====== Data for analysis ======
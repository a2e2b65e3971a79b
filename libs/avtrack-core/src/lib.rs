//! avtrack Core - Maintenance status engine for aircraft
//!
//! This library evaluates whether each maintenance item on an aircraft is
//! good, due soon or overdue, based on calendar intervals, operating-hour
//! intervals, or whichever comes first.
//!
//! # Features
//!
//! - **Status Engine**: Pure, deterministic evaluation anchored at a fixed "today"
//! - **Urgency Ordering**: Items sorted most urgent first with a stable order
//! - **Gauges**: Fraction of each interval remaining, with a short label
//! - **Reminder Planning**: Transition-based reminders and a weekly digest
//! - **Fleet Loading**: Read-only access to the fleet JSON document
//! - **Export Support**: JSON, CSV and Markdown status reports
//! - **Layered Configuration**: Defaults, JSON/YAML files and environment
//!
//! # Quick Start
//!
//! ```
//! use avtrack_core::{Fleet, StatusEngine, StatusType};
//! use chrono::{TimeZone, Utc};
//!
//! let now = Utc.with_ymd_and_hms(2024, 6, 1, 9, 0, 0).unwrap();
//! let fleet = Fleet::sample(&now);
//! let aircraft = fleet.active_aircraft().unwrap();
//!
//! let statuses = aircraft.statuses(&StatusEngine::new(now));
//! assert_eq!(statuses[0].item.name, "Annual Inspection");
//! assert_eq!(statuses[0].status, StatusType::DueSoon);
//! assert_eq!(statuses[0].due_text, "due in 23 days");
//! ```

pub mod config;
pub mod config_loader;
pub mod dates;
pub mod error;
pub mod export;
pub mod fleet;
pub mod gauge;
pub mod models;
pub mod notifications;
pub mod status;

pub use config::{AvtrackConfig, DataConfig, LoggingConfig, NotificationsConfig};
pub use config_loader::{load_config, ConfigLoader};
pub use dates::DateConversionError;
pub use error::{AvtrackError, Result};
pub use export::{ExportFormat, ReportExporter, StatusReport};
pub use fleet::FleetLoader;
pub use gauge::Gauge;
pub use models::*;
pub use notifications::{
    deep_link, plan_refresh, plan_transitions, status_changes, Reminder, WeeklyDigest,
};
pub use status::{format_due_text, overall_status, urgency_score, StatusEngine};

/// Re-export commonly used types
pub use chrono::{DateTime, Local, NaiveDate, Utc};
pub use serde::{Deserialize, Serialize};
======
Find the word "intervals" in the entries above. Copy every line that has it.

//! good, due soon or overdue, based on calendar intervals, operating-hour
//! intervals, or whichever comes first.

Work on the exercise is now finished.